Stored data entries

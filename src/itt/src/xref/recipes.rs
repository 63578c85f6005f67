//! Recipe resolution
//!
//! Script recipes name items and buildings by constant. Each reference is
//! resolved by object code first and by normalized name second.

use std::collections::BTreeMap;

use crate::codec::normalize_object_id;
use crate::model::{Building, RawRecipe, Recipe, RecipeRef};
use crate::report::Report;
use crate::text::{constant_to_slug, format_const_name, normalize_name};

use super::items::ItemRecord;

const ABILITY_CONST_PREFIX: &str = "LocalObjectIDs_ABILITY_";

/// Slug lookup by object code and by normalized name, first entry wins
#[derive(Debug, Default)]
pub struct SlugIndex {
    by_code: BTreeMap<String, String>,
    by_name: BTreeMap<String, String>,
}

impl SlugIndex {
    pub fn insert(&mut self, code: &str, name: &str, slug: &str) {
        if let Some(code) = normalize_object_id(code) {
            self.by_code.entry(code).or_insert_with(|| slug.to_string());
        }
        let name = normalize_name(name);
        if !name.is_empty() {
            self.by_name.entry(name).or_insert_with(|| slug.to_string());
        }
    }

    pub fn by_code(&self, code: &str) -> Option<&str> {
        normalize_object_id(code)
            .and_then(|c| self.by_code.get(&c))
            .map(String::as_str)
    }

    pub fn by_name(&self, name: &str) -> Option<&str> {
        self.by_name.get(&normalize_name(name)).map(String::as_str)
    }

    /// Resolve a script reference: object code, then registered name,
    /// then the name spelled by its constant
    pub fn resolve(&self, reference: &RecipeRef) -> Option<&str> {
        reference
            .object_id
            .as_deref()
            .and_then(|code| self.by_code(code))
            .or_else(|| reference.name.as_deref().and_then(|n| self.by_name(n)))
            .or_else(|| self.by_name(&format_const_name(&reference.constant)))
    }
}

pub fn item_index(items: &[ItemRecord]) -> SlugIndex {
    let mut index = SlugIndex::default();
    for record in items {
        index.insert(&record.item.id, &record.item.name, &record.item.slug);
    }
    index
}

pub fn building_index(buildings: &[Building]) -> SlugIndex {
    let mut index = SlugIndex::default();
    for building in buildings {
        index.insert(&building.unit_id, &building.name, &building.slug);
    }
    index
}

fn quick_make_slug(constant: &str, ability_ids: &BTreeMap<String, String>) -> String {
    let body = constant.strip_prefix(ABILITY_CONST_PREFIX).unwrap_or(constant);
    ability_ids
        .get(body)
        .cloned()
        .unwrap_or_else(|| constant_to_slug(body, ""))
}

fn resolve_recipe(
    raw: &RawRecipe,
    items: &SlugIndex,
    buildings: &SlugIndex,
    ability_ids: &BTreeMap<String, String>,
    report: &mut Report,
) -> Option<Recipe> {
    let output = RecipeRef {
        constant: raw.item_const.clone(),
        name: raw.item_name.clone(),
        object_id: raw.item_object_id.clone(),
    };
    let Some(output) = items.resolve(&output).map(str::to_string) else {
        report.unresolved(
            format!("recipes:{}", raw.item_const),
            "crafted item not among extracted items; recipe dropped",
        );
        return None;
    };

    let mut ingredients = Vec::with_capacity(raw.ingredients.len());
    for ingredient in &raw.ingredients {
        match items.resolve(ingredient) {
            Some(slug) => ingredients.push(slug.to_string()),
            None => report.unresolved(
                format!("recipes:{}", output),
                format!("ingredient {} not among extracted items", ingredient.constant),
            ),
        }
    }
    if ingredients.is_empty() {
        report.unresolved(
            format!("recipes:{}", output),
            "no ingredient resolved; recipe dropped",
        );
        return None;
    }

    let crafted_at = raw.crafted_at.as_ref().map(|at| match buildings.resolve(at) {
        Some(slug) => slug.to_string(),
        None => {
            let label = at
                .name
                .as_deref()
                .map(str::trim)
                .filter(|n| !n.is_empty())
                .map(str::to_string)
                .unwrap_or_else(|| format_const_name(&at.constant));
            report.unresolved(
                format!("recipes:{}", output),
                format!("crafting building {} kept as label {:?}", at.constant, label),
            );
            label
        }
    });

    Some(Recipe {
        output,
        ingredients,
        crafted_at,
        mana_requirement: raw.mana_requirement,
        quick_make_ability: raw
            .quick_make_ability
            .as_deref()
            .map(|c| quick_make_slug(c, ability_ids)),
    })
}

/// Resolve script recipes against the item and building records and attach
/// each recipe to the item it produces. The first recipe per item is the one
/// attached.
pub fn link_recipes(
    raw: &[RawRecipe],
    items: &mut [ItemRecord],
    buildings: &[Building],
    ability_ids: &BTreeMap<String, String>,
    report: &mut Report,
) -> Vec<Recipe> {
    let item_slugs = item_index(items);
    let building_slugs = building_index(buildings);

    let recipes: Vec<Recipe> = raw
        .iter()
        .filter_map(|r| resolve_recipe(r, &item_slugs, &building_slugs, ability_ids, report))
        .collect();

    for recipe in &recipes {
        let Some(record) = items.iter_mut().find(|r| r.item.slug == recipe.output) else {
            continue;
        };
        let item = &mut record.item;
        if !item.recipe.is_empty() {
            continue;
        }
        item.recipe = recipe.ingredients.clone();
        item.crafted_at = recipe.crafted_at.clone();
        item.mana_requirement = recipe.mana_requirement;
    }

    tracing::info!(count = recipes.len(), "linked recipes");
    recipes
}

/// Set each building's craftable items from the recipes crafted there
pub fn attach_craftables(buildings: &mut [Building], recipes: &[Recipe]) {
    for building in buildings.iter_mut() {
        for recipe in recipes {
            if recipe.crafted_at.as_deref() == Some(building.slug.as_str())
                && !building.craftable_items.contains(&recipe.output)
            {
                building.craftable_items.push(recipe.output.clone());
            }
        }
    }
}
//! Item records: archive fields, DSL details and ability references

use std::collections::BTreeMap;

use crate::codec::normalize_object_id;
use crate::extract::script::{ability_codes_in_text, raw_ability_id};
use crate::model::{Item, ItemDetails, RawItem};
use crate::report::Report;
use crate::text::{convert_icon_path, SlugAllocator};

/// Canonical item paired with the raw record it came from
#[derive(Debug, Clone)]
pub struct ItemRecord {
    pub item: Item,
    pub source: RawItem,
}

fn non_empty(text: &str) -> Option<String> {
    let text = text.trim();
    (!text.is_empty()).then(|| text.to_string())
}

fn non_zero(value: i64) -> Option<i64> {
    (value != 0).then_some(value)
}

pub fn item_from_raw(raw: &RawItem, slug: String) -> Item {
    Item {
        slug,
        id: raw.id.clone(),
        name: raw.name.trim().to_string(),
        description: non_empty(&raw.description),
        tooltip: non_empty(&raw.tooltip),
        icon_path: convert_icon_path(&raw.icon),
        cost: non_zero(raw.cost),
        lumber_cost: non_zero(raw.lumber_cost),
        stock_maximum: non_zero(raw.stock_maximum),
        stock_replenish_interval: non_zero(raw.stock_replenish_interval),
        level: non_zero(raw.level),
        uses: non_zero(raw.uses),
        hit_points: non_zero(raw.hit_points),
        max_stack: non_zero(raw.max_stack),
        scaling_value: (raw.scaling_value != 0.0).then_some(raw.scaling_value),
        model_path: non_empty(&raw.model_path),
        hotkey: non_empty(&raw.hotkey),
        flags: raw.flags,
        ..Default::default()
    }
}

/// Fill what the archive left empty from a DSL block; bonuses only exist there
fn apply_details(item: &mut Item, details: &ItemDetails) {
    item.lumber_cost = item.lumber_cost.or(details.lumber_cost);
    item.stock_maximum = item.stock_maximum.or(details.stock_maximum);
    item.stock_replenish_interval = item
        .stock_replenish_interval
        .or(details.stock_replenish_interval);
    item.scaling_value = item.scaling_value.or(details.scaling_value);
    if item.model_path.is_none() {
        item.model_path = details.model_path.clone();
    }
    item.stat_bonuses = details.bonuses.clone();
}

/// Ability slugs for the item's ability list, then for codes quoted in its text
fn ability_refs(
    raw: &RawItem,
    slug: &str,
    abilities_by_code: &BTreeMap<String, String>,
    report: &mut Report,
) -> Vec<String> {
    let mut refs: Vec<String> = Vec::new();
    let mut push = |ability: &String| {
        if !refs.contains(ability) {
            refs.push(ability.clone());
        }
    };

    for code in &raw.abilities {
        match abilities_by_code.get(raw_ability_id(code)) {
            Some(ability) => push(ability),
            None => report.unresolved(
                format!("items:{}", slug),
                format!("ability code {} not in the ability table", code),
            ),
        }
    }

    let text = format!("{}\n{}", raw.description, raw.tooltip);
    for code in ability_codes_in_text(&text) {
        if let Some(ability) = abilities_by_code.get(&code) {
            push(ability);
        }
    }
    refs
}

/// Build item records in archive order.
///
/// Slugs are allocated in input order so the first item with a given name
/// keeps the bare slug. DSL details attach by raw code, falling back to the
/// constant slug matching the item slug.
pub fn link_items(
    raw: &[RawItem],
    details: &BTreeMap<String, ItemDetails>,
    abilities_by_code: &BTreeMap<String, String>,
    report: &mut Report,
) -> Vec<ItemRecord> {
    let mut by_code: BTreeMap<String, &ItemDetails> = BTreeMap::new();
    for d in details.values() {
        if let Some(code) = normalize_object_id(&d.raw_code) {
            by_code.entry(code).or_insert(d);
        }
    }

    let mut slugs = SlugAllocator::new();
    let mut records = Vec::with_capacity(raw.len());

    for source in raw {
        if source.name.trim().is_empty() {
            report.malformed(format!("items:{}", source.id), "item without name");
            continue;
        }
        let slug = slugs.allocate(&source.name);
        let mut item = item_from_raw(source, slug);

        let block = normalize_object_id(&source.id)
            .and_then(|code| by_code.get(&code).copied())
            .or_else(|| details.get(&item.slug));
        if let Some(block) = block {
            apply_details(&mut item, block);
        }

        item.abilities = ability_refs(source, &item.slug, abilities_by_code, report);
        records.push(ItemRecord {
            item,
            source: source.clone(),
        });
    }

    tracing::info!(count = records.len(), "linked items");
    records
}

What the task asks: Wherever the string "SlugIndex" is found in the entries, copy the line it sits in.

Exercise output:
pub struct SlugIndex {
impl SlugIndex {
pub fn item_index(items: &[ItemRecord]) -> SlugIndex {
    let mut index = SlugIndex::default();
pub fn building_index(buildings: &[Building]) -> SlugIndex {
    let mut index = SlugIndex::default();
    items: &SlugIndex,
    buildings: &SlugIndex,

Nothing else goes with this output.